Recently in consultation with one of my charming companions I was freaking out and describing the onslaught of attention from locals.
He inquired So are you going to run off and have a torrid affair?
Shocked, I said No. That would not be advisable!
He laughed and asked Since when has that ever stopped you? – then offered up a concise list of my recent follies, including but not limited to leaving the Northwest on a whim, settling in an improbable new city, and spending my entire life savings on a boat – without any previous interest in matters nautical.

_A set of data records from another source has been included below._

use super::*;

/// Palette
///
/// The entries of an indexed color image, in storage order.
#[derive(Clone, Copy, PartialEq, Eq, PartialOrd, Ord, Hash)]
#[allow(nonstandard_style)]
pub struct PLTE<'b>(&'b [RGB8]);
impl<'b> PLTE<'b> {
  /// All of the palette's entries.
  #[inline]
  #[must_use]
  pub const fn entries(&self) -> &'b [RGB8] {
    self.0
  }

  /// Looks up the color of an index from the pixel data.
  ///
  /// ## Failure
  /// * [`PaletteProblem::IndexOutOfRange`] if the palette is too short.
  #[inline]
  pub fn get(&self, index: usize) -> Result<RGB8, PngError> {
    self.0.get(index).copied().ok_or(PngError::InvalidPaletteChunk(
      PaletteProblem::IndexOutOfRange { index, len: self.0.len() },
    ))
  }

  /// Finds the first palette chunk and parses it.
  ///
  /// ## Failure
  /// * [`PaletteProblem::Missing`] if none of the chunks is a palette.
  /// * Any error from parsing the chunk data.
  pub fn find_in(chunks: &[RawChunk<'b>]) -> Result<Self, PngError> {
    chunks
      .iter()
      .find(|c| c.kind() == ChunkKind::Palette)
      .ok_or(PngError::InvalidPaletteChunk(PaletteProblem::Missing))
      .and_then(|c| Self::try_from(c.data))
  }
}
impl<'b> TryFrom<&'b [u8]> for PLTE<'b> {
  type Error = PngError;
  /// Views the chunk data as `RGB8` entries, without copying.
  #[inline]
  fn try_from(data: &'b [u8]) -> Result<Self, Self::Error> {
    if data.is_empty() {
      return Err(PngError::InvalidPaletteChunk(PaletteProblem::Empty));
    }
    match bytemuck::try_cast_slice::<u8, RGB8>(data) {
      Ok(entries) => Ok(Self(entries)),
      Err(_) => Err(PngError::InvalidPaletteChunk(PaletteProblem::LengthNotMultipleOf3(data.len()))),
    }
  }
}
impl Debug for PLTE<'_> {
  fn fmt(&self, f: &mut core::fmt::Formatter<'_>) -> core::fmt::Result {
    write!(f, "PLTE({} entries: {:?}", self.0.len(), &self.0[..self.0.len().min(4)])?;
    if self.0.len() > 4 {
      f.write_str(" ..")?;
    }
    f.write_str(")")
  }
}

#[test]
fn test_plte_parse() {
  let data = [1, 2, 3, 4, 5, 6];
  let p = PLTE::try_from(&data[..]).unwrap();
  assert_eq!(p.entries().len(), 2);
  assert_eq!(p.get(1), Ok(RGB8 { r: 4, g: 5, b: 6 }));
  assert_eq!(
    p.get(2),
    Err(PngError::InvalidPaletteChunk(PaletteProblem::IndexOutOfRange { index: 2, len: 2 }))
  );
  assert_eq!(
    PLTE::try_from(&data[..5]),
    Err(PngError::InvalidPaletteChunk(PaletteProblem::LengthNotMultipleOf3(5)))
  );
  assert_eq!(PLTE::try_from(&data[..0]), Err(PngError::InvalidPaletteChunk(PaletteProblem::Empty)));
}

#[test]
fn test_plte_find_in() {
  let data = [9, 8, 7];
  let text = RawChunk { chunk_type: ChunkType(AsciiArray(*b"tEXt")), data: &[], declared_crc: 0 };
  let plte = RawChunk { chunk_type: ChunkType::PLTE, data: &data, declared_crc: 0 };
  assert_eq!(
    PLTE::find_in(&[text]),
    Err(PngError::InvalidPaletteChunk(PaletteProblem::Missing))
  );
  assert_eq!(PLTE::find_in(&[text, plte]).unwrap().entries(), &[RGB8 { r: 9, g: 8, b: 7 }]);
}
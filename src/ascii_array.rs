use core::fmt::Write;

/// An array of bytes expected to contain ascii data.
///
/// There's no actual enforced encoding! The `Debug` and `Display` impls will
/// just `as` cast each byte into a character. This works just as expected for
/// ascii data (`32..=126`), and is still safe for non-ascii data, but you just
/// might get non-printing characters.
///
/// PNG chunk type labels are four bytes meant to be read as ascii, so this
/// gives them a readable `Debug` output.
#[derive(Clone, Copy, PartialEq, Eq, PartialOrd, Ord, Hash)]
#[repr(transparent)]
pub struct AsciiArray<const N: usize>(pub [u8; N]);

impl<const N: usize> AsciiArray<N> {
  /// The raw bytes.
  #[inline]
  #[must_use]
  pub const fn as_bytes(&self) -> &[u8; N] {
    &self.0
  }
}

impl<const N: usize> Default for AsciiArray<N> {
  /// All zero bytes.
  #[inline]
  fn default() -> Self {
    Self([0; N])
  }
}

impl<const N: usize> core::fmt::Debug for AsciiArray<N> {
  fn fmt(&self, f: &mut core::fmt::Formatter<'_>) -> core::fmt::Result {
    f.write_char('\"')?;
    core::fmt::Display::fmt(self, f)?;
    f.write_char('\"')
  }
}
impl<const N: usize> core::fmt::Display for AsciiArray<N> {
  fn fmt(&self, f: &mut core::fmt::Formatter<'_>) -> core::fmt::Result {
    for ch in self.0.iter().copied().map(|u| u as char) {
      f.write_char(ch)?;
    }
    Ok(())
  }
}

impl<const N: usize> From<[u8; N]> for AsciiArray<N> {
  #[inline]
  fn from(array: [u8; N]) -> Self {
    Self(array)
  }
}

#[test]
fn test_ascii_array_formatting() {
  use alloc::format;
  let a = AsciiArray(*b"IDAT");
  assert_eq!(format!("{a}"), "IDAT");
  assert_eq!(format!("{a:?}"), "\"IDAT\"");
  assert_eq!(AsciiArray::<4>::default().as_bytes(), &[0; 4]);
  assert_eq!(AsciiArray::<0>::default().as_bytes(), &[0_u8; 0]);
}
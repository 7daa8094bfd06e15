use super::*;

use crate::CompressionError;
use miniz_oxide::{
  inflate::stream::{inflate, InflateState},
  DataFormat, MZError, MZFlush, MZStatus,
};

/// Size of the fixed output window that each inflate step writes into.
const INFLATE_WINDOW: usize = 16 * 1024;

/// Inflates a zlib stream, keeping at most `limit` bytes of output.
///
/// `limit` is how many bytes the caller can use, usually from
/// [`IHDR::get_zlib_decompression_requirement`]. Space for that much is
/// reserved up front. Once a stream gives more than `limit` bytes the rest of
/// it is never inflated, and the first `limit` bytes are returned.
///
/// ## Failure
/// * `InvalidData` for a corrupt stream, or one that ends early.
/// * `OutOfMemory` if the output can't be grown.
/// * `InvalidCompressionLevel` and `VersionMismatch` if the inflater rejects
///   its parameters.
pub fn zlib_inflate(compressed: &[u8], limit: usize) -> Result<Vec<u8>, CompressionError> {
  let mut state = InflateState::new_boxed(DataFormat::Zlib);
  let mut window = alloc::vec![0_u8; INFLATE_WINDOW];
  let mut out: Vec<u8> = Vec::new();
  out.try_reserve_exact(limit).map_err(|_| CompressionError::OutOfMemory)?;

  let mut input = compressed;
  loop {
    let step = inflate(&mut state, input, &mut window, MZFlush::None);
    input = input.get(step.bytes_consumed..).unwrap_or(&[]);
    let written = &window[..step.bytes_written];
    let (kept, over) = written.split_at(written.len().min(limit - out.len()));
    out.extend_from_slice(kept);
    if !over.is_empty() {
      warn!("zlib stream is longer than the {limit} bytes needed, stopping early");
      return Ok(out);
    }
    let made_progress = step.bytes_consumed != 0 || step.bytes_written != 0;
    match step.status {
      Ok(MZStatus::StreamEnd) => {
        if !input.is_empty() {
          warn!("ignoring {} bytes after the end of the zlib stream", input.len());
        }
        trace!("inflated {} bytes into {} bytes", compressed.len(), out.len());
        return Ok(out);
      }
      Ok(MZStatus::Ok) | Err(MZError::Buf) if made_progress => continue,
      Ok(MZStatus::Ok) | Err(MZError::Buf) => return Err(CompressionError::InvalidData),
      Ok(MZStatus::NeedDict) => return Err(CompressionError::InvalidData),
      Err(e) => return Err(mz_error_to_compression_error(e)),
    }
  }
}

#[inline]
const fn mz_error_to_compression_error(e: MZError) -> CompressionError {
  match e {
    MZError::Stream | MZError::Param => CompressionError::InvalidCompressionLevel,
    MZError::Mem => CompressionError::OutOfMemory,
    MZError::Version => CompressionError::VersionMismatch,
    _ => CompressionError::InvalidData,
  }
}

#[test]
fn test_zlib_inflate_round_trip() {
  let raw: Vec<u8> = (0..100_000_u32).map(|i| (i % 251) as u8 ^ (i / 1000) as u8).collect();
  let compressed = miniz_oxide::deflate::compress_to_vec_zlib(&raw, 6);
  assert_eq!(zlib_inflate(&compressed, raw.len()).as_deref(), Ok(raw.as_slice()));
  assert_eq!(zlib_inflate(&compressed, raw.len() + 10).as_deref(), Ok(raw.as_slice()));
  assert_eq!(zlib_inflate(&compressed, 1000).as_deref(), Ok(&raw[..1000]));
  assert_eq!(zlib_inflate(&compressed, 0).as_deref(), Ok(&[][..]));
}

#[test]
fn test_zlib_inflate_stops_at_the_limit() {
  // 8 MiB of zeroes squeeze down to a few KiB
  let compressed = miniz_oxide::deflate::compress_to_vec_zlib(&alloc::vec![0_u8; 8 << 20], 9);
  assert!(compressed.len() < 32 * 1024);
  let out = zlib_inflate(&compressed, 2).unwrap();
  assert_eq!(out, [0, 0]);
  assert!(out.capacity() < INFLATE_WINDOW);
}

#[test]
fn test_zlib_inflate_failures() {
  assert_eq!(zlib_inflate(&[], 10), Err(CompressionError::InvalidData));
  assert_eq!(zlib_inflate(&[1, 2, 3, 4, 5, 6, 7, 8], 10), Err(CompressionError::InvalidData));

  let raw = [7_u8; 300];
  let compressed = miniz_oxide::deflate::compress_to_vec_zlib(&raw, 6);
  let truncated = &compressed[..compressed.len() - 5];
  assert_eq!(zlib_inflate(truncated, 300), Err(CompressionError::InvalidData));

  assert_eq!(mz_error_to_compression_error(MZError::Param), CompressionError::InvalidCompressionLevel);
  assert_eq!(mz_error_to_compression_error(MZError::Mem), CompressionError::OutOfMemory);
  assert_eq!(mz_error_to_compression_error(MZError::Version), CompressionError::VersionMismatch);
  assert_eq!(mz_error_to_compression_error(MZError::Data), CompressionError::InvalidData);
}
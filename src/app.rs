use eframe::egui;

use crate::data::model::LaunchDataset;
use crate::state::AppState;
use crate::ui::{panels, plot};

// ---------------------------------------------------------------------------
// eframe App implementation
// ---------------------------------------------------------------------------

pub struct LaunchBoardApp {
    pub state: AppState,
}

impl LaunchBoardApp {
    /// Build the app around the dataset loaded at startup.
    pub fn new(dataset: LaunchDataset) -> Self {
        Self {
            state: AppState::new(dataset),
        }
    }
}

impl eframe::App for LaunchBoardApp {
    fn update(&mut self, ctx: &egui::Context, _frame: &mut eframe::Frame) {
        // ---- Top panel: dashboard title ----
        egui::TopBottomPanel::top("top_bar").show(ctx, |ui| {
            panels::top_bar(ui, &self.state);
        });

        // ---- Left side panel: the two controls ----
        egui::SidePanel::left("control_panel")
            .default_width(220.0)
            .resizable(true)
            .show(ctx, |ui| {
                panels::control_panel(ui, &mut self.state);
            });

        // ---- Central panel: the two linked charts ----
        egui::CentralPanel::default().show(ctx, |ui| {
            plot::chart_regions(ui, &self.state);
        });
    }
}
//! Data layer: core types, loading, and filtering.
//!
//! Architecture:
//! ```text
//!  spacex_launch_dash.csv
//!        │
//!        ▼
//!   ┌──────────┐
//!   │  loader   │  parse CSV → LaunchDataset
//!   └──────────┘
//!        │
//!        ▼
//!   ┌───────────────┐
//!   │ LaunchDataset  │  Vec<LaunchRecord>, payload bounds, distinct sites
//!   └───────────────┘
//!        │
//!        ▼
//!   ┌──────────┐
//!   │  filter   │  site + payload-range predicates → filtered indices
//!   └──────────┘
//! ```

pub mod loader;
pub mod model;
pub mod filter;
use std::collections::BTreeMap;

use crate::data::filter::{filtered_indices, site_indices};
use crate::data::model::{LaunchDataset, Outcome, PayloadRange, SiteSelection};

// ---------------------------------------------------------------------------
// Chart specifications – rendering-agnostic chart descriptions
// ---------------------------------------------------------------------------

/// One pie slice: a label and its non-negative value.
#[derive(Debug, Clone, PartialEq)]
pub struct PieSlice {
    pub label: String,
    pub value: f64,
}

/// Abstract pie chart.  Zero slices is a valid chart, not an error.
#[derive(Debug, Clone, PartialEq)]
pub struct PieChartSpec {
    pub title: String,
    pub slices: Vec<PieSlice>,
}

/// One scatter point: payload on x, outcome on y, booster category as the
/// color-grouping key.
#[derive(Debug, Clone, PartialEq)]
pub struct ScatterPoint {
    pub payload_mass_kg: f64,
    pub outcome: Outcome,
    pub booster_category: String,
}

/// Abstract scatter chart.  Zero points is a valid chart, not an error.
#[derive(Debug, Clone, PartialEq)]
pub struct ScatterChartSpec {
    pub title: String,
    pub points: Vec<ScatterPoint>,
}

// ---------------------------------------------------------------------------
// Pie derivation
// ---------------------------------------------------------------------------

/// Derive the success pie chart for the current site selection.
///
/// * All sites: one slice per site present in the data, ordered by site name,
///   sized by that site's success count.  Sites without a single success keep
///   a zero-sized slice so every site stays represented.
/// * Single site: one slice per outcome present among that site's launches,
///   sized by row count.
///
/// Purely derived from its inputs; the payload range plays no part here, and
/// an empty restriction yields a chart with zero slices.
pub fn derive_success_pie(dataset: &LaunchDataset, site: SiteSelection) -> PieChartSpec {
    match site {
        SiteSelection::AllSites => {
            let mut successes_by_site: BTreeMap<&str, f64> = BTreeMap::new();
            for rec in &dataset.records {
                let successes = successes_by_site.entry(rec.launch_site.as_str()).or_insert(0.0);
                if rec.outcome.is_success() {
                    *successes += 1.0;
                }
            }

            PieChartSpec {
                title: "Launch Success Counts".to_string(),
                slices: successes_by_site
                    .into_iter()
                    .map(|(site_name, value)| PieSlice {
                        label: site_name.to_string(),
                        value,
                    })
                    .collect(),
            }
        }
        SiteSelection::Site(selected) => {
            let mut counts = [0usize; 2]; // failures, successes
            for idx in site_indices(dataset, site) {
                match dataset.records[idx].outcome {
                    Outcome::Failure => counts[0] += 1,
                    Outcome::Success => counts[1] += 1,
                }
            }

            let slices = [Outcome::Failure, Outcome::Success]
                .into_iter()
                .zip(counts)
                .filter(|(_, count)| *count > 0)
                .map(|(outcome, count)| PieSlice {
                    label: outcome.to_string(),
                    value: count as f64,
                })
                .collect();

            PieChartSpec {
                title: format!("Total Success Launches for site {selected}"),
                slices,
            }
        }
    }
}

// ---------------------------------------------------------------------------
// Scatter derivation
// ---------------------------------------------------------------------------

/// Derive the payload/outcome scatter chart: payload-range filter first, then
/// the site filter, one point per surviving row.  An empty result yields a
/// chart with zero points.
pub fn derive_payload_scatter(
    dataset: &LaunchDataset,
    site: SiteSelection,
    range: PayloadRange,
) -> ScatterChartSpec {
    let points = filtered_indices(dataset, site, range)
        .into_iter()
        .map(|idx| {
            let rec = &dataset.records[idx];
            ScatterPoint {
                payload_mass_kg: rec.payload_mass_kg,
                outcome: rec.outcome,
                booster_category: rec.booster_version_category.clone(),
            }
        })
        .collect();

    let title = match site {
        SiteSelection::AllSites => "Success count on Payload mass for all sites".to_string(),
        SiteSelection::Site(selected) => {
            format!("Success count on Payload mass for site {selected}")
        }
    };

    ScatterChartSpec { title, points }
}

I shrugged off the points; this particular character is marauding around New York City with Ana Erotica and should thus be able to generate at least a little sympathy for my woefully stranded self. Instead, he asked what Mark Mitchell would advise.
That is easy – he would tell me that I should be in Seattle with him. Obviously. I don’t even need to ask; I know full well how to solve the underlying problem. I need to go back to the Puget Sound, to be with my friends and family, not just for the decadent wild times but for the daily gritty reality of helping in times of trouble.
Beyond that, I honestly need to dwell in that landscape. I’ve been homesick ever since I left for college nineteen years ago and it is very clear that this will never change. I just don’t have the money or time to take the cure.
If I am resolutely avoiding all local entanglements even if they are just invitations to tea, and cannot go home or travel at all, what is left? Tedious things.
Like the fact that my Annual Horrifying Cancer Tests came due while I was in Prague, which means my mother was alerted and will now exert long-distance pressure to reschedule.
I would probably try to ignore the whole thing a bit longer but a month with her always include reminders that while I was the youngest cousin diagnosed with cancer, I am now one of the oldest surviving members of the clan.
There really isn’t anything more entertaining to do here so hey, why not be ascetic? I certainly have the personality for it. I’ve already mostly given up alcohol, chocolate, and (this is the hardest) cinnamon jelly beans.
If memory serves a strictly controlled doctor approved regimen would mainly involve eating, well, raw carrots. Except I can’t because I do not have cartilage in my jaw. Will I really turn into a raw food macrobiotic sort of person? Will I run out and buy a juice machine? I certainly hope not. It is far too difficult to shop in this town!